==== ENTRIES PROVIDED

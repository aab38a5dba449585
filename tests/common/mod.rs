// Shared test helpers: stub device, fake RouterOS REST server, config

#![allow(dead_code)]

use axum::{Json, Router, http::StatusCode, routing::get};
use routeros_exporter::config::AppConfig;
use routeros_exporter::device::DeviceProbe;
use routeros_exporter::error::Error;
use routeros_exporter::models::{Health, Interface, Resource};
use serde_json::{Value, json};
use std::sync::{Arc, Mutex};

pub const TEST_CONFIG: &str = r#"
[server]
port = 9436
host = "127.0.0.1"

[credentials.default]
username = "prometheus"
password = "secret"
"#;

pub fn test_config() -> AppConfig {
    AppConfig::load_from_str(TEST_CONFIG).unwrap()
}

pub fn interface(name: &str, kind: &str, running: bool, disabled: bool) -> Interface {
    Interface {
        name: name.into(),
        kind: kind.into(),
        running,
        disabled,
        rx_byte: 1000.0,
        rx_packet: 10.0,
        tx_byte: 2000.0,
        tx_packet: 20.0,
        ..Default::default()
    }
}

pub fn bad_status(path: &str) -> Error {
    Error::DeviceBadStatus {
        path: path.into(),
        status: 500,
    }
}

/// In-memory device. A `None` resource fails with a 500.
#[derive(Clone, Default)]
pub struct StubDevice {
    pub health: Option<Health>,
    pub interfaces: Option<Vec<Interface>>,
    pub resource: Option<Resource>,
    pub calls: Arc<Mutex<Vec<&'static str>>>,
}

impl StubDevice {
    pub fn healthy() -> Self {
        Self {
            health: Some(Health {
                temperature: 49.0,
                voltage: 24.1,
            }),
            interfaces: Some(vec![]),
            resource: Some(Resource {
                cpu_count: 4.0,
                cpu_load: 3.0,
                total_memory: 1_073_741_824.0,
                ..Default::default()
            }),
            calls: Arc::default(),
        }
    }

    pub fn calls(&self) -> Vec<&'static str> {
        self.calls.lock().unwrap().clone()
    }

    fn record(&self, call: &'static str) {
        self.calls.lock().unwrap().push(call);
    }
}

impl DeviceProbe for StubDevice {
    async fn fetch_health(&self) -> Result<Health, Error> {
        self.record("health");
        self.health.clone().ok_or_else(|| bad_status("/system/health"))
    }

    async fn fetch_interfaces(&self) -> Result<Vec<Interface>, Error> {
        self.record("interfaces");
        self.interfaces.clone().ok_or_else(|| bad_status("/interface"))
    }

    async fn fetch_resource(&self) -> Result<Resource, Error> {
        self.record("resource");
        self.resource.clone().ok_or_else(|| bad_status("/system/resource"))
    }
}

/// RouterOS-shaped payloads; every scalar is a string, as the REST API sends them.
pub fn health_body() -> Value {
    json!([
        { ".id": "*D", "name": "voltage", "type": "V", "value": "24.1" },
        { ".id": "*E", "name": "temperature", "type": "C", "value": "49" },
        { ".id": "*F", "name": "psu1-state", "type": "", "value": "ok" }
    ])
}

pub fn resource_body() -> Value {
    json!({
        "cpu-count": "4",
        "cpu-frequency": "880",
        "cpu-load": "3",
        "free-hdd-space": "100000000",
        "total-hdd-space": "134217728",
        "free-memory": "900000000",
        "total-memory": "1073741824",
        "write-sect-since-reboot": "1200",
        "write-sect-total": "560000",
        "uptime": "1w2d3h",
        "version": "7.14.2 (stable)"
    })
}

pub fn interfaces_body() -> Value {
    json!([
        {
            ".id": "*1", "name": "ether1", "type": "ether",
            "running": "true", "disabled": "false",
            "rx-byte": "123456", "tx-byte": "654321",
            "rx-packet": "1000", "tx-packet": "2000",
            "rx-drop": "0", "tx-drop": "0", "rx-error": "0", "tx-error": "0",
            "tx-queue-drop": "7"
        },
        {
            ".id": "*2", "name": "ether2", "type": "ether",
            "running": "false", "disabled": "false",
            "rx-byte": "0", "tx-byte": "0"
        },
        {
            ".id": "*3", "name": "wlan1", "type": "wlan",
            "running": "true", "disabled": "true",
            "rx-byte": "5", "tx-byte": "5"
        }
    ])
}

/// Fake device answering the three REST endpoints.
pub fn device_router(health: Value, interfaces: Value, resource: Value) -> Router {
    Router::new()
        .route("/rest/system/health", get(move || async move { Json(health) }))
        .route("/rest/interface", get(move || async move { Json(interfaces) }))
        .route("/rest/system/resource", get(move || async move { Json(resource) }))
}

/// Fake device whose resource endpoint fails after health succeeds.
pub fn device_router_failing_resource() -> Router {
    Router::new()
        .route("/rest/system/health", get(|| async { Json(health_body()) }))
        .route("/rest/interface", get(|| async { Json(interfaces_body()) }))
        .route(
            "/rest/system/resource",
            get(|| async { (StatusCode::INTERNAL_SERVER_ERROR, "boom") }),
        )
}

/// Serves `router` on an ephemeral local port; returns its base URL.
pub async fn spawn_device(router: Router) -> String {
    let listener = tokio::net::TcpListener::bind("127.0.0.1:0").await.unwrap();
    let addr = listener.local_addr().unwrap();
    tokio::spawn(async move {
        axum::serve(listener, router).await.unwrap();
    });
    format!("http://{}", addr)
}

/// Serves `router` over TLS with a fresh self-signed certificate for
/// `localhost`; returns its `https://` base URL on 127.0.0.1.
pub async fn spawn_tls_device(router: Router) -> String {
    let rcgen::CertifiedKey { cert, key_pair } =
        rcgen::generate_simple_self_signed(vec!["localhost".to_string(), "127.0.0.1".to_string()])
            .unwrap();
    let tls = axum_server::tls_rustls::RustlsConfig::from_pem(
        cert.pem().into_bytes(),
        key_pair.serialize_pem().into_bytes(),
    )
    .await
    .unwrap();

    let listener = std::net::TcpListener::bind("127.0.0.1:0").unwrap();
    listener.set_nonblocking(true).unwrap();
    let port = listener.local_addr().unwrap().port();
    tokio::spawn(async move {
        axum_server::from_tcp_rustls(listener, tls)
            .serve(router.into_make_service())
            .await
            .unwrap();
    });
    format!("https://127.0.0.1:{}", port)
}

/// Sample lines of a text exposition body (comments stripped).
pub fn sample_lines(body: &str) -> Vec<&str> {
    body.lines().filter(|l| !l.starts_with('#')).collect()
}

========

Using the records above, report each line that contains the word "Mutex" by copying it.

use std::sync::{Arc, Mutex};
    pub calls: Arc<Mutex<Vec<&'static str>>>,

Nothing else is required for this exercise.